Afin de pallier le problème du recours à des participants sans acouphène (et possédant donc souvent un statut auditif différent), des auteurs ont cherché à utiliser les patients eux-mêmes comme contrôles. Les recherches se sont alors développées selon deux axes. Le premier concerne l’investigation de patients particuliers qui ont la faculté de modifier l’intensité de leur acouphène par des mouvements de la face ou de la mâchoire, ou bien encore des yeux. Ainsi, Lockwood et al. (1998, 2001) ont réalisé une étude TEP chez des acouphéniques ayant la faculté d’augmenter l’intensité de leur acouphène par des mouvements oro-faciaux. La soustraction des activations engendrées par la perception d’un acouphène de forte intensité à celles produites lors de la perception d’un acouphène de faible intensité révèle une augmentation de l’activité au niveau des aires auditives primaires et secondaires ainsi qu’au niveau des aires limbiques. De même, Giraud et al. (1999), étudiant des acouphéniques capables d’induire un acouphène par des mouvements horizontaux des yeux, ont montré que la perception d’acouphènes s’accompagnait d’activations dans les aires auditives associatives, sans aucune activation des aires primaires. Cependant, dans ces deux études, on ne peut pas écarter, l’éventualité de modifications de l’activité corticale dues à la présence d’une perte auditive (et pas dues à la seule présence d’un acouphène), puisque, encore une fois, tous les patients étudiés présentaient une perte auditive parfois très prononcée.

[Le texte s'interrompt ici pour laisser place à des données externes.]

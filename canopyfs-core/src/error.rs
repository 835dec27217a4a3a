//! Error types for CanopyFS operations.

use thiserror::Error;

/// Error type for registry and backend operations.
///
/// Plain lookup misses are *not* errors: `get_file`/`get_dir` return `None`
/// and a miss satisfied by no loader is indistinguishable from a miss. This
/// type covers the operations that can genuinely fail — mounting a source
/// that does not resolve, opening an archive nothing recognizes, scanning a
/// real directory that the OS refuses to enumerate.
#[derive(Debug, Error)]
pub enum VfsError {
    /// Path did not resolve to a file or directory.
    #[error("Path not found: {path}")]
    NotFound {
        path: String,
    },

    /// Expected a directory but the path resolved to something else.
    #[error("Not a directory: {path}")]
    NotADirectory {
        path: String,
    },

    /// Mount source could not be resolved to an existing directory.
    #[error("Mount source not found: {path}")]
    MountSourceMissing {
        path: String,
    },

    /// No live mount record matched the given source/destination pair.
    #[error("No mount record for '{mount_source}' at '{dest}'")]
    MountNotFound {
        mount_source: String,
        dest: String,
    },

    /// No registered archive loader recognized the container format.
    #[error("No archive loader recognized: {path}")]
    ArchiveUnrecognized {
        path: String,
    },

    /// I/O error from the underlying system.
    #[error("I/O error")]
    Io {
        #[from]
        #[source]
        source: std::io::Error,
    },
}

/// Result type alias for CanopyFS operations.
pub type VfsResult<T> = std::result::Result<T, VfsError>;

#[cfg(test)]
mod tests {
    use super::*;

    #[test]
    fn test_error_display() {
        let err = VfsError::NotFound { path: "data/file.txt".to_string() };
        assert_eq!(err.to_string(), "Path not found: data/file.txt");

        let err = VfsError::MountSourceMissing { path: "a/data".to_string() };
        assert_eq!(err.to_string(), "Mount source not found: a/data");

        let err = VfsError::MountNotFound {
            mount_source: "a/data".to_string(),
            dest: "data".to_string(),
        };
        assert_eq!(err.to_string(), "No mount record for 'a/data' at 'data'");

        let err = VfsError::ArchiveUnrecognized { path: "pack.zip".to_string() };
        assert_eq!(err.to_string(), "No archive loader recognized: pack.zip");
    }

    #[test]
    fn test_io_error_conversion() {
        let io_err = std::io::Error::new(std::io::ErrorKind::NotFound, "gone");
        let err: VfsError = io_err.into();
        assert!(matches!(err, VfsError::Io { .. }));
    }
}
//! # CanopyFS Disk
//!
//! The real-filesystem collaborator for CanopyFS: directory scanning, the
//! disk file backend, and the on-demand disk loader. The engine in
//! `canopyfs-core` never touches the OS itself — everything it knows about
//! real paths arrives through this crate's [`DiskDir`], [`DiskFile`] and
//! [`DiskLoader`].
//!
//! ## Typical setup
//!
//! ```rust,no_run
//! use std::sync::Arc;
//! use canopyfs_core::{CaseMode, VfsRoot};
//! use canopyfs_disk::{mount_disk_root, DiskLoader};
//!
//! let mut vfs = VfsRoot::new(CaseMode::Sensitive);
//! vfs.add_loader(Arc::new(DiskLoader::new(CaseMode::Sensitive)));
//! mount_disk_root(&mut vfs, ".").unwrap();
//! ```

pub mod dir;
pub mod file;
pub mod loader;

pub use dir::DiskDir;
pub use file::DiskFile;
pub use loader::DiskLoader;

use canopyfs_core::{DirHandle, VfsResult, VfsRoot};

/// Scans an OS path and attaches it permanently at the namespace root, so
/// tree paths resolve relative to it. Registered as a base tree under the
/// OS path for later lookup and re-scanning.
pub fn mount_disk_root(vfs: &mut VfsRoot, os_path: &str) -> VfsResult<DirHandle> {
    let dir = DiskDir::open_at("", os_path, vfs.case_mode())?;
    let handle: DirHandle = dir;
    vfs.add_base_tree(os_path, handle.clone());
    Ok(handle)
}

/// Scans an external OS path and mounts it at `dest` in the namespace. The
/// scanned tree keeps the OS path as its recorded identity, so the mount is
/// an alias — expected and useful for diagnostics.
pub fn mount_external_path(
    vfs: &mut VfsRoot,
    os_path: &str,
    dest: &str,
    overwrite: bool,
) -> VfsResult<DirHandle> {
    let dir = DiskDir::open(os_path, vfs.case_mode())?;
    let handle: DirHandle = dir;
    vfs.add_directory(handle.clone(), Some(dest), overwrite);
    Ok(handle)
}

Le deuxième axe de recherche a utilisé la possibilité de supprimer la perception de l’acouphène, chez un patient, par un agent pharmacologique, la lidocaïne, ou par un masquage acoustique extérieur. Les données de la TEP ont alors été acquises sans suppression (avec acouphène), avec suppression par lidocaïne, avec suppression par masquage, ou encore avec suppression par lidocaïne et masquage. Ainsi, Mirz et al. (1999, 2000) ont montré une activité cérébrale, dans la condition sans suppression d’acouphène, plus forte dans les gyri frontaux supérieur et médian, dans le gyrus temporal médian et le corps amygdaloïde. Ceci suggère que l’acouphène serait lié à des activations des régions préfrontales, du cortex auditif associatif et du système limbique, régions impliquées dans le traitement des signaux auditifs mais aussi dans l’attention et l’émotion. De même, Andersson et al. (2000a), étudiant le cas d’une patiente acouphénique, ont montré des activations différentes dans la condition d’acouphène par rapport à une condition de suppression par la lidocaïne, ou par rapport à une condition de stimulation sonore. De nouveau, les auteurs suggèrent que l’acouphène serait associé à des activations des aires auditives primaires, secondaires et associatives, mais aussi des aires relatives à l’attention auditive et au traitement émotionnel. Ces dernières études ont le mérite d’utiliser comme contrôles les patients eux-mêmes, cependant, rien n’exclut un effet confondu soit avec celui de la lidocaïne, soit avec celui du masquage.

En conclusion, toutes ces études semblent suggérer que la perception de l’acouphène impliquerait non seulement des aires auditives mais aussi d’autres régions corticales. En effet, même si les études réalisées en imagerie restent encore en nombre limité, il est raisonnable de penser que l’acouphène serait associé à a) un traitement auditif de son signal (aires corticales auditives primaires et/ou secondaires et associatives), et b) un traitement attentionnel et émotionnel de sa perception (cortex frontaux et cingulaires). Cependant, la difficulté de trouver une bonne condition contrôle et celle de rassembler un groupe de patients homogène quant aux types d’acouphène, causes de l’acouphène, types d’autres symptômes associés, etc…, sont autant de sources de variations et d’obstacles pour l’obtention d’une conclusion claire.